It should be noted that references in the specification to "one embodiment," "an example embodiment," "some embodiments," etc., indicate that the embodiment described may include a particular feature, structure, or characteristic, but every embodiment may not necessarily include the particular feature, structure, or characteristic. Further, when a particular feature, structure, or characteristic is described in connection with an embodiment, it is submitted that it is within the knowledge of one skilled in the relevant art to effect such feature, structure, or characteristic in connection with other embodiments whether or not explicitly described.

Generally, the terminology may be understood, at least in part, from the use of context. For example, the term "one or more" as used herein may be used to describe any feature, structure, or characteristic in a singular sense, or may be used to describe a combination of features, structures, or characteristics in a plural sense, depending at least in part on the context. In addition, the term "based on" may be understood as not necessarily intended to convey an exclusive set of factors, but may instead, depending at least in part on the context, allow for other factors that are not necessarily explicitly described.

It will be understood that the meanings of "on … …", "over … …" and "over … …" in this disclosure should be interpreted in the broadest sense so that "on … …" means not only "directly on" but also includes meaning "directly on" something with intervening features or layers therebetween, and "over … …" or "over … …" means not only "on" or "over" something, but also may include its meaning "on" or "over" something without intervening features or layers therebetween.

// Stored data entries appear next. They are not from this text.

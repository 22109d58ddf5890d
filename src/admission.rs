//! Admission Controller (§4.1): the gatekeeper that reserves a machine slot
//! and a per-user concurrency slot before any sandbox is spawned, and
//! guarantees their release on every exit path.

use crate::error::EngineError;
use crate::model::OwnerId;
use crate::store::QuotaStore;
use std::sync::atomic::{AtomicBool, Ordering};
use std::sync::Arc;
use tokio::sync::Mutex;
use tracing::{error, info};

struct Inner {
    /// Process-local, mutated only inside `acquire`/`release`'s critical
    /// section. Reads outside that section (e.g. `current_instance_count`)
    /// are for observability only, never for an admission decision.
    machine_instances: Mutex<u32>,
    max_machine_instances: u32,
    max_user_concurrent: u32,
    max_user_cpu_ms: i64,
    quota_store: Arc<dyn QuotaStore>,
}

/// Gatekeeper for the two-level (machine, user) admission ceiling.
///
/// Cloning an `AdmissionController` is cheap — clones share the same
/// `machine_instances` counter and quota store through the inner `Arc`.
#[derive(Clone)]
pub struct AdmissionController {
    inner: Arc<Inner>,
}

impl AdmissionController {
    pub fn new(
        quota_store: Arc<dyn QuotaStore>,
        max_machine_instances: u32,
        max_user_concurrent: u32,
        max_user_cpu_ms: i64,
    ) -> Self {
        Self {
            inner: Arc::new(Inner {
                machine_instances: Mutex::new(0),
                max_machine_instances,
                max_user_concurrent,
                max_user_cpu_ms,
                quota_store,
            }),
        }
    }

    /// Current in-flight instance count, for the Engine API's
    /// `current_instance_count()` (§6.1). Observability only.
    pub async fn current_instance_count(&self) -> u32 {
        *self.inner.machine_instances.lock().await
    }

    pub fn max_instances(&self) -> u32 {
        self.inner.max_machine_instances
    }

    /// Reserve one machine slot and one per-user concurrency slot, per the
    /// six-step algorithm of §4.1. The whole check-and-reserve sequence runs
    /// under a single critical section so two concurrent callers can never
    /// both observe capacity and both succeed when only one slot remains.
    pub async fn acquire(&self, owner_id: OwnerId) -> Result<AdmissionTicket, EngineError> {
        let mut machine_instances = self.inner.machine_instances.lock().await;

        if *machine_instances >= self.inner.max_machine_instances {
            return Err(EngineError::MachineAtCapacity(
                self.inner.max_machine_instances,
            ));
        }
        *machine_instances += 1;

        // From here on, any rejection must roll back the tentative increment
        // before returning.
        let quota = match self.inner.quota_store.get(&owner_id).await {
            Ok(Some(q)) => q,
            Ok(None) => {
                *machine_instances -= 1;
                return Err(EngineError::QuotaNotInitialized);
            }
            Err(e) => {
                *machine_instances -= 1;
                return Err(e);
            }
        };

        if quota.concurrent_count as u32 >= self.inner.max_user_concurrent {
            *machine_instances -= 1;
            return Err(EngineError::UserConcurrencyExceeded(
                self.inner.max_user_concurrent,
            ));
        }

        if quota.cpu_time_used_ms >= self.inner.max_user_cpu_ms {
            *machine_instances -= 1;
            return Err(EngineError::UserCpuExceeded);
        }

        if let Err(e) = self.inner.quota_store.inc_concurrent(&owner_id).await {
            *machine_instances -= 1;
            return Err(e);
        }

        // Lock is dropped at end of scope, releasing the critical section.
        drop(machine_instances);

        info!(owner_id = %owner_id, "admission ticket issued");
        Ok(AdmissionTicket::new(owner_id, self.clone()))
    }

    /// Decrement both the machine counter and the user's `concurrent_count`.
    /// Called exactly once per ticket via `AdmissionTicket::release` — see
    /// the §9 open-question decision recorded in SPEC_FULL.md: this is the
    /// sole site that calls `dec_concurrent`.
    async fn release(&self, owner_id: &OwnerId) {
        let mut machine_instances = self.inner.machine_instances.lock().await;
        *machine_instances = machine_instances.saturating_sub(1);
        drop(machine_instances);

        if let Err(e) = self.inner.quota_store.dec_concurrent(owner_id).await {
            error!(owner_id = %owner_id, error = %e, "failed to release user concurrency slot");
        }
    }
}

/// One reserved (machine slot, user concurrency slot) pair. Exactly one
/// `release()` call has effect; subsequent calls are a no-op. If the ticket
/// is dropped without having been released — most likely because a panic
/// unwound through the Orchestrator — a detached task reclaims the slots as
/// a last resort and logs at `error` level.
pub struct AdmissionTicket {
    owner_id: OwnerId,
    controller: AdmissionController,
    released: Arc<AtomicBool>,
}

impl std::fmt::Debug for AdmissionTicket {
    fn fmt(&self, f: &mut std::fmt::Formatter<'_>) -> std::fmt::Result {
        f.debug_struct("AdmissionTicket")
            .field("owner_id", &self.owner_id)
            .field("released", &self.released.load(Ordering::Relaxed))
            .finish()
    }
}

impl AdmissionTicket {
    fn new(owner_id: OwnerId, controller: AdmissionController) -> Self {
        Self {
            owner_id,
            controller,
            released: Arc::new(AtomicBool::new(false)),
        }
    }

    pub fn owner_id(&self) -> &OwnerId {
        &self.owner_id
    }

    /// Release the reserved slots. Idempotent: the second and later calls
    /// observe `released == true` and return immediately.
    pub async fn release(&self) {
        if self.released.swap(true, Ordering::AcqRel) {
            return;
        }
        self.controller.release(&self.owner_id).await;
    }
}

impl Drop for AdmissionTicket {
    fn drop(&mut self) {
        if self.released.load(Ordering::Acquire) {
            return;
        }
        let released = self.released.clone();
        let controller = self.controller.clone();
        let owner_id = self.owner_id.clone();
        tokio::spawn(async move {
            if released.swap(true, Ordering::AcqRel) {
                return;
            }
            error!(owner_id = %owner_id, "admission ticket dropped without release; reclaiming slot");
            controller.release(&owner_id).await;
        });
    }
}

impl AdmissionController {
    /// Administrative helper used by the `quota-admin` CLI binary.
    pub fn quota_store(&self) -> Arc<dyn QuotaStore> {
        self.inner.quota_store.clone()
    }
}

#[cfg(test)]
mod tests {
    use super::*;
    use crate::store::InMemoryQuotaStore;
    use chrono::Utc;

    fn owner(name: &str) -> OwnerId {
        OwnerId(name.to_string())
    }

    #[tokio::test]
    async fn acquire_reserves_both_a_machine_and_a_user_slot() {
        let store = Arc::new(InMemoryQuotaStore::new());
        let owner_id = owner("alice");
        store.seed(crate::model::Quota::fresh(owner_id.clone(), Utc::now())).await;

        let controller = AdmissionController::new(store.clone(), 5, 2, 60_000);
        let ticket = controller.acquire(owner_id.clone()).await.unwrap();

        assert_eq!(controller.current_instance_count().await, 1);
        let quota = store.get(&owner_id).await.unwrap().unwrap();
        assert_eq!(quota.concurrent_count, 1);

        ticket.release().await;
        assert_eq!(controller.current_instance_count().await, 0);
        let quota = store.get(&owner_id).await.unwrap().unwrap();
        assert_eq!(quota.concurrent_count, 0);
    }

    #[tokio::test]
    async fn release_is_idempotent() {
        let store = Arc::new(InMemoryQuotaStore::new());
        let owner_id = owner("bob");
        store.seed(crate::model::Quota::fresh(owner_id.clone(), Utc::now())).await;

        let controller = AdmissionController::new(store.clone(), 5, 2, 60_000);
        let ticket = controller.acquire(owner_id.clone()).await.unwrap();

        ticket.release().await;
        ticket.release().await;

        let quota = store.get(&owner_id).await.unwrap().unwrap();
        assert_eq!(quota.concurrent_count, 0, "double release must not double-decrement");
    }

    #[tokio::test]
    async fn rejects_at_machine_capacity_without_touching_user_quota() {
        let store = Arc::new(InMemoryQuotaStore::new());
        let owner_id = owner("carol");
        store.seed(crate::model::Quota::fresh(owner_id.clone(), Utc::now())).await;

        let controller = AdmissionController::new(store.clone(), 0, 2, 60_000);
        let err = controller.acquire(owner_id.clone()).await.unwrap_err();

        assert!(matches!(err, EngineError::MachineAtCapacity(0)));
        let quota = store.get(&owner_id).await.unwrap().unwrap();
        assert_eq!(quota.concurrent_count, 0);
    }

    #[tokio::test]
    async fn rejects_at_user_concurrency_ceiling_and_rolls_back_machine_slot() {
        let store = Arc::new(InMemoryQuotaStore::new());
        let owner_id = owner("dave");
        let mut quota = crate::model::Quota::fresh(owner_id.clone(), Utc::now());
        quota.concurrent_count = 2;
        store.seed(quota).await;

        let controller = AdmissionController::new(store.clone(), 5, 2, 60_000);
        let err = controller.acquire(owner_id.clone()).await.unwrap_err();

        assert!(matches!(err, EngineError::UserConcurrencyExceeded(2)));
        assert_eq!(controller.current_instance_count().await, 0);
    }

    #[tokio::test]
    async fn dropping_an_unreleased_ticket_reclaims_the_slots() {
        let store = Arc::new(InMemoryQuotaStore::new());
        let owner_id = owner("erin");
        store.seed(crate::model::Quota::fresh(owner_id.clone(), Utc::now())).await;

        let controller = AdmissionController::new(store.clone(), 5, 2, 60_000);
        {
            let _ticket = controller.acquire(owner_id.clone()).await.unwrap();
            // Deliberately dropped without calling release().
        }

        // The Drop-triggered reclaim task runs on a spawned task; yield so
        // it has a chance to run before asserting.
        tokio::time::sleep(std::time::Duration::from_millis(50)).await;

        assert_eq!(controller.current_instance_count().await, 0);
        let quota = store.get(&owner_id).await.unwrap().unwrap();
        assert_eq!(quota.concurrent_count, 0);
    }
}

Furthermore, spatially relative terms such as "under …," "under …," "lower," "above …," "upper," and the like may be used herein for ease of description to describe one element or feature's relationship to another element or feature as illustrated in the figures. Spatially relative terms are intended to encompass different orientations of the device in use or operation in addition to the orientation depicted in the figures. The device may be otherwise oriented and the spatially relative descriptors used herein may similarly be interpreted accordingly.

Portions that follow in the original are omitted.